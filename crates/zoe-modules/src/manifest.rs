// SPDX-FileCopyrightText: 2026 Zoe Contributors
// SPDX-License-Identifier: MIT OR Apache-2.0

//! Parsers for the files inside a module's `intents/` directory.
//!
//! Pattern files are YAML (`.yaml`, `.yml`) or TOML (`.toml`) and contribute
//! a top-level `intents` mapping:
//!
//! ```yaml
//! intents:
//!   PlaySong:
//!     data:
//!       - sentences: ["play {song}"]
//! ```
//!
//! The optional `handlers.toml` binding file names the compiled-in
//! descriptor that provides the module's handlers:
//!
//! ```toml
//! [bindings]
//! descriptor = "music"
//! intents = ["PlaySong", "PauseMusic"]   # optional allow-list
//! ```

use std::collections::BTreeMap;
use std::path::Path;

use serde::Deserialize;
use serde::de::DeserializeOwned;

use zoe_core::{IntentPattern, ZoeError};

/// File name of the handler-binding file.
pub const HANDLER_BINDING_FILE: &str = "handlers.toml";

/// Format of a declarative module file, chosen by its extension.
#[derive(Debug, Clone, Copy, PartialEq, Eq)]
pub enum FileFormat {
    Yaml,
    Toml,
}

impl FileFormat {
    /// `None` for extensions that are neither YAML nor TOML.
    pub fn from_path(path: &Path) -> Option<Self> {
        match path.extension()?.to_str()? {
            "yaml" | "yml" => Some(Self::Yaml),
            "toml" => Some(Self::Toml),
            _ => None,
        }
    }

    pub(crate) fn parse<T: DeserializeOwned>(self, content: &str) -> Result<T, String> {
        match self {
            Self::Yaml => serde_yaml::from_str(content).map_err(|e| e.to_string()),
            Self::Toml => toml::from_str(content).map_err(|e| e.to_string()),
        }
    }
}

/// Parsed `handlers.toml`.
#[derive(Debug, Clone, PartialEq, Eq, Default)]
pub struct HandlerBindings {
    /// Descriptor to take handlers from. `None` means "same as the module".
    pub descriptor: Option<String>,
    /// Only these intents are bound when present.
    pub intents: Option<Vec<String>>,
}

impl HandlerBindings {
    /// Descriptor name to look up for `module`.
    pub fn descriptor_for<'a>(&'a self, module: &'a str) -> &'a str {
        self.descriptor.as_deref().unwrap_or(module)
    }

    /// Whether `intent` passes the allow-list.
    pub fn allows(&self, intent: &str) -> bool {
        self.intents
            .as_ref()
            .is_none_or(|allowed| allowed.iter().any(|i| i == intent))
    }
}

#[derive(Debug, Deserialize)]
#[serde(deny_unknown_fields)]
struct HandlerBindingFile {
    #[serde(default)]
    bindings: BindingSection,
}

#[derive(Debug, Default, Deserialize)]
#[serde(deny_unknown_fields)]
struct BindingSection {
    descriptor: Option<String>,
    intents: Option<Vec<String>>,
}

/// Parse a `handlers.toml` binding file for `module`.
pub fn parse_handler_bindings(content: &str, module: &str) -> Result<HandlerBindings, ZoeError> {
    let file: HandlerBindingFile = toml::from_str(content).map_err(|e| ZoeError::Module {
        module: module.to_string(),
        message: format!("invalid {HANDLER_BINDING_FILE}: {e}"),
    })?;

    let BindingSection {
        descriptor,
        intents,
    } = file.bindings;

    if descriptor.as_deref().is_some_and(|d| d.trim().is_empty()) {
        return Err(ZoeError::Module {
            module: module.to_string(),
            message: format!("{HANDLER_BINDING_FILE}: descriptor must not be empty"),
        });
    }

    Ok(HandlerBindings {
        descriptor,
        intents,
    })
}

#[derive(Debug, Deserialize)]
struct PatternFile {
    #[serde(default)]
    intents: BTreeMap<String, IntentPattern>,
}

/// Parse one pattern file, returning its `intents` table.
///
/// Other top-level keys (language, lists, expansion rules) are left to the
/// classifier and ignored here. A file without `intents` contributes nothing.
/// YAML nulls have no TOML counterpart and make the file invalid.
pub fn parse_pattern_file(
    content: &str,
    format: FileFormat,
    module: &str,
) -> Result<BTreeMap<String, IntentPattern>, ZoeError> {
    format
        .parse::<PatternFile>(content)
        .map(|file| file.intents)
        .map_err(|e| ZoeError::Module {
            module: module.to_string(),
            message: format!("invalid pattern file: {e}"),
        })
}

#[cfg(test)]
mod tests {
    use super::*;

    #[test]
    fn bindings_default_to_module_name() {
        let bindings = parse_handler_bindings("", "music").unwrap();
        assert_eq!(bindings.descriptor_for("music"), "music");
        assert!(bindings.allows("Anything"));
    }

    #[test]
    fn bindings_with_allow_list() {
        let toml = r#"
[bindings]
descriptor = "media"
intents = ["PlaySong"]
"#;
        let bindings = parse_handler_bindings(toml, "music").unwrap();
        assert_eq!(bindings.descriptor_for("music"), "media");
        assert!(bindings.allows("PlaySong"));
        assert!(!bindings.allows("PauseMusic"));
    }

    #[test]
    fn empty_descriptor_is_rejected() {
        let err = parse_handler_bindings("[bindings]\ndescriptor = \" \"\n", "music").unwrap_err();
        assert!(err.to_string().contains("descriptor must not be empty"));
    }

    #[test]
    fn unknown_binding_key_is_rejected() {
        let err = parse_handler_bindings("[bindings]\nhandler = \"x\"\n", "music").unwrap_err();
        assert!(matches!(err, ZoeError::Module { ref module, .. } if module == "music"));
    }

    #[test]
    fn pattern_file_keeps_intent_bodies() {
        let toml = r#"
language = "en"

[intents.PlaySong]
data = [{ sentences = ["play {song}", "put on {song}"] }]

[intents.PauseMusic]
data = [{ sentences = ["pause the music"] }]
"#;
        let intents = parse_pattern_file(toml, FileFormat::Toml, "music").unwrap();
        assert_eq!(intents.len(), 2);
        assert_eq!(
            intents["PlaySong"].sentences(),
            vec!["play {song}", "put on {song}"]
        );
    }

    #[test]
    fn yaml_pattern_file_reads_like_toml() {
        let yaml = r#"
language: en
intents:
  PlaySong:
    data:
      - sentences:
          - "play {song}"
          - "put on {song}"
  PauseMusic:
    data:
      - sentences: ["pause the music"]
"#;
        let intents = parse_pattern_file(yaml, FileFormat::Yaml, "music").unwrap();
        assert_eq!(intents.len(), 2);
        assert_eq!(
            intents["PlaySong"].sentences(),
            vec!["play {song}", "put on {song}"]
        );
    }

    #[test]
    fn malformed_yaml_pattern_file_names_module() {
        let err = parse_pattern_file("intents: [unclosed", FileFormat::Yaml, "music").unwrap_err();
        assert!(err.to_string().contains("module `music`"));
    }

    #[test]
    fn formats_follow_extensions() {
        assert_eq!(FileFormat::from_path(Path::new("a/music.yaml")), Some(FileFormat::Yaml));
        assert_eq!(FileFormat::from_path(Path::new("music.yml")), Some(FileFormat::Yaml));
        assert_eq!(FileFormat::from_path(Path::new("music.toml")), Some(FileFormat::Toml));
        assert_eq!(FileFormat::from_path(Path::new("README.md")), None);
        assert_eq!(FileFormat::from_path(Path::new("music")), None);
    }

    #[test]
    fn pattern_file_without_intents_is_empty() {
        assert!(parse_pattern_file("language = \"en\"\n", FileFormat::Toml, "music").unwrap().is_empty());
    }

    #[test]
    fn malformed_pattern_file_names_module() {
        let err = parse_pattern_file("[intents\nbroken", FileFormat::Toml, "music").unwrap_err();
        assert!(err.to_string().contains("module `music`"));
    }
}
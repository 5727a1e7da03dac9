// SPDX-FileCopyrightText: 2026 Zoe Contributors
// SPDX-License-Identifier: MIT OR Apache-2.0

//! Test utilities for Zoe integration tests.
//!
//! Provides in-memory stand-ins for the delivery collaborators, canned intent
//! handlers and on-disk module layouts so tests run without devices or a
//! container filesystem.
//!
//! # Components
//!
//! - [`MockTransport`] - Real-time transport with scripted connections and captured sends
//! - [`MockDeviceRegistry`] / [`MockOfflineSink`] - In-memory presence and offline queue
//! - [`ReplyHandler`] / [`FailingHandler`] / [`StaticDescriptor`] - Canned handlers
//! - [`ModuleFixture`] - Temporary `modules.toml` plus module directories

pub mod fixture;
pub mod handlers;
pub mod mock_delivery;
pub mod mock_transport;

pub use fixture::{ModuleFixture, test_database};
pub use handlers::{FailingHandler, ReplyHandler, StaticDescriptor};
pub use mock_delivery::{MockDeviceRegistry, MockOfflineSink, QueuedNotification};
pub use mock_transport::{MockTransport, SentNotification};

----

== Assigned task ==
Would you please return all lines from the listing above that contain "ModuleFixture"?

== Task result ==
//! - [`ModuleFixture`] - Temporary `modules.toml` plus module directories
pub use fixture::{ModuleFixture, test_database};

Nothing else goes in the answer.